Improving Cache Performance by Exploiting Read-Write Disparity

20 May 2015

Improving Cache Performance by Exploiting Read-Write Disparity on HPCA 2014.

This paper aims to improving cache hit ratio in CPUs. The author made the observation that for some applications dirty cache lines have a very high chance that they will not be accessed before eviction.

The dirty cache lines are divided into two sub-categories. The first sub-category consists of dirty cache lines that are written to with no subsequent reads before eviction. The second sub-category, denoted by the gray bar at the bottom, depicts the subset of dirty lines that are read at least once in addition to being written to.

dirty_cachelines

Both of the above pattern is relatively stable if the workloads does not changes. As a results, we can study this to design the cache evict strategy.

There are three cases that we consider when we choose a replacement victim, based on the current number of dirty lines in a cache set:

– Current number of dirty lines is greater than the predicted best dirty partition size. This means that the set currently has more dirty lines than it should have. In this case, RWP picks the LRU line from the dirty partition as the replacement victim.

– Current number of dirty lines is smaller than the predicted best dirty partition size. This means that the set currently has more clean lines than it should have. In this case, RWP picks the LRU line from the clean partition as the replacement victim.

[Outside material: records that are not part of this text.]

//! Document codecs for typed repositories.

use crate::error::{ClientError, ClientResult};
use serde::de::DeserializeOwned;
use serde::Serialize;
use std::fmt;
use std::marker::PhantomData;

/// Converts between typed documents and their stored JSON bytes.
///
/// Implementors must produce a single JSON object per document; the bulk
/// body frames sources by line.
///
/// # Example
///
/// ```rust,ignore
/// use docbulk_client::{DocumentCodec, JsonCodec};
///
/// #[derive(serde::Serialize, serde::Deserialize)]
/// struct Thing {
///     title: String,
/// }
///
/// let codec = JsonCodec::<Thing>::new();
/// let bytes = codec.encode(&Thing { title: "hi".into() })?;
/// assert_eq!(bytes, br#"{"title":"hi"}"#);
/// ```
pub trait DocumentCodec<T>: Send + Sync {
    /// Serializes a document.
    fn encode(&self, value: &T) -> ClientResult<Vec<u8>>;

    /// Deserializes a document.
    fn decode(&self, bytes: &[u8]) -> ClientResult<T>;
}

/// The default codec, backed by `serde_json`.
pub struct JsonCodec<T> {
    _marker: PhantomData<fn() -> T>,
}

impl<T> JsonCodec<T> {
    /// Creates a JSON codec.
    pub fn new() -> Self {
        Self {
            _marker: PhantomData,
        }
    }
}

impl<T> Default for JsonCodec<T> {
    fn default() -> Self {
        Self::new()
    }
}

impl<T> Clone for JsonCodec<T> {
    fn clone(&self) -> Self {
        Self::new()
    }
}

impl<T> fmt::Debug for JsonCodec<T> {
    fn fmt(&self, f: &mut fmt::Formatter<'_>) -> fmt::Result {
        f.write_str("JsonCodec")
    }
}

impl<T> DocumentCodec<T> for JsonCodec<T>
where
    T: Serialize + DeserializeOwned,
{
    fn encode(&self, value: &T) -> ClientResult<Vec<u8>> {
        serde_json::to_vec(value).map_err(|e| ClientError::Codec(e.to_string()))
    }

    fn decode(&self, bytes: &[u8]) -> ClientResult<T> {
        serde_json::from_slice(bytes).map_err(|e| ClientError::Codec(e.to_string()))
    }
}
//! Test fixtures and store helpers.
//!
//! Provides an in-process reference store reachable through the client's
//! real HTTP transport, plus a small document type for tests.

use docbulk_client::{
    AsyncRepository, BlockingTransport, HttpConfig, HttpResponse, HttpTransport, JsonCodec,
    LoopbackClient, LoopbackServer, Method, Repository, RepositoryConfig,
};
use docbulk_protocol::{encode_bulk_body, BulkAction};
use docbulk_store::{DocumentServer, StoreConfig};
use serde::{Deserialize, Serialize};
use std::sync::{Arc, Once};
use tracing_subscriber::EnvFilter;

/// Base URL used by loopback transports. Only the path reaches the store.
pub const LOOPBACK_URL: &str = "http://docbulk.test:9200";

/// Adapts a shared [`DocumentServer`] to the client's loopback seam.
#[derive(Clone)]
pub struct StoreLoopback(pub Arc<DocumentServer>);

impl LoopbackServer for StoreLoopback {
    fn handle(&self, method: Method, path: &str, body: &[u8]) -> HttpResponse {
        let reply = self.0.handle(method.as_str(), path, body);
        HttpResponse::new(reply.status, reply.body)
    }
}

/// HTTP transport talking to an in-process store.
pub type StoreTransport = HttpTransport<LoopbackClient<StoreLoopback>>;

/// Async transport talking to an in-process store.
pub type AsyncStoreTransport = BlockingTransport<StoreTransport>;

/// A reference store with helpers to build clients against it.
pub struct TestStore {
    server: Arc<DocumentServer>,
}

impl TestStore {
    /// Creates a store with default limits.
    pub fn new() -> Self {
        Self::with_config(StoreConfig::default())
    }

    /// Creates a store with the given limits.
    pub fn with_config(config: StoreConfig) -> Self {
        Self {
            server: Arc::new(DocumentServer::new(config)),
        }
    }

    /// Returns the server.
    pub fn server(&self) -> &Arc<DocumentServer> {
        &self.server
    }

    /// Creates a new transport connected to this store.
    pub fn transport(&self) -> StoreTransport {
        HttpTransport::new(
            HttpConfig::new(LOOPBACK_URL),
            LoopbackClient::new(StoreLoopback(Arc::clone(&self.server))),
        )
    }

    /// Creates a repository over `index` that may refresh and makes its
    /// single-document writes visible immediately.
    pub fn repository<T>(&self, index: &str) -> Repository<T, StoreTransport>
    where
        T: Serialize + for<'de> Deserialize<'de>,
    {
        self.repository_with(test_repository_config(index))
    }

    /// Creates a repository with an explicit configuration.
    pub fn repository_with<T>(&self, config: RepositoryConfig) -> Repository<T, StoreTransport>
    where
        T: Serialize + for<'de> Deserialize<'de>,
    {
        Repository::new(self.transport(), JsonCodec::new(), config)
    }

    /// Creates an async repository over `index`.
    pub fn async_repository<T>(&self, index: &str) -> AsyncRepository<T, AsyncStoreTransport>
    where
        T: Serialize + for<'de> Deserialize<'de>,
    {
        AsyncRepository::new(
            Arc::new(BlockingTransport::new(self.transport())),
            Arc::new(JsonCodec::new()),
            test_repository_config(index),
        )
    }

    /// Indexes documents directly in the store and refreshes the index.
    pub fn seed<T, I>(&self, index: &str, documents: I)
    where
        T: Serialize,
        I: IntoIterator<Item = (String, T)>,
    {
        let actions: Vec<BulkAction> = documents
            .into_iter()
            .map(|(id, doc)| {
                let source = serde_json::to_vec(&doc).expect("Failed to encode seed document");
                BulkAction::index(id, source)
            })
            .collect();
        let body = encode_bulk_body(&actions).expect("Failed to encode seed batch");
        let path = format!("/{index}/_bulk?refresh=true");
        let reply = self.server.handle("POST", &path, &body);
        assert!(reply.is_success(), "seeding {index} failed with {}", reply.status);
    }

    /// Returns the number of open scroll contexts.
    pub fn open_scrolls(&self) -> usize {
        self.server.scrolls().open_scrolls()
    }

    /// Returns the number of live documents in `index`.
    pub fn doc_count(&self, index: &str) -> usize {
        self.server.store().doc_count(index)
    }
}

impl Default for TestStore {
    fn default() -> Self {
        Self::new()
    }
}

fn test_repository_config(index: &str) -> RepositoryConfig {
    RepositoryConfig::new(index)
        .with_refresh_allowed(true)
        .with_refresh(docbulk_protocol::RefreshPolicy::WaitFor)
}

/// Runs a test against a fresh reference store.
///
/// # Example
///
/// ```rust,ignore
/// use docbulk_testkit::with_store;
///
/// #[test]
/// fn my_test() {
///     with_store(|store| {
///         let repo = store.repository::<serde_json::Value>("things");
///         // ... test operations
///     });
/// }
/// ```
pub fn with_store<F, R>(f: F) -> R
where
    F: FnOnce(&TestStore) -> R,
{
    init_tracing();
    let store = TestStore::new();
    f(&store)
}

/// Installs a test-friendly tracing subscriber once per process.
///
/// The filter comes from `RUST_LOG` and defaults to `warn`.
pub fn init_tracing() {
    static INIT: Once = Once::new();
    INIT.call_once(|| {
        let filter = EnvFilter::try_from_default_env().unwrap_or_else(|_| EnvFilter::new("warn"));
        // Another subscriber may already be installed by the test binary.
        let _ = tracing_subscriber::fmt()
            .with_env_filter(filter)
            .with_test_writer()
            .try_init();
    });
}

/// A small document used throughout the tests.
#[derive(Debug, Clone, PartialEq, Eq, Serialize, Deserialize)]
pub struct Note {
    /// Title text.
    pub title: String,
    /// A counter that updates increment.
    #[serde(default)]
    pub count: u64,
}

impl Note {
    /// Creates a note with a zero counter.
    pub fn new(title: impl Into<String>) -> Self {
        Self {
            title: title.into(),
            count: 0,
        }
    }

    /// Returns the note with its counter incremented.
    pub fn incremented(mut self) -> Self {
        self.count += 1;
        self
    }
}

/// Returns `n` notes keyed `note-000`, `note-001`, ...
pub fn numbered_notes(n: usize) -> Vec<(String, Note)> {
    (0..n)
        .map(|i| (format!("note-{i:03}"), Note::new(format!("note {i}"))))
        .collect()
}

– Current number of dirty lines is equal to the predicted best dirty partition size. In this case, the replacement victim depends on the cache access type. If the access is a read, RWP picks the replacement victim from the clean partition. Similarly, a write access triggers a replacement from the dirty partition.

read_write_partitioning

Dirty partition size need to be predicted on-line. A small sampled cache set are studied by comparing the values of the dirty and clean age hit counters (in LRU). In the on-line study, the best partition size are calculated.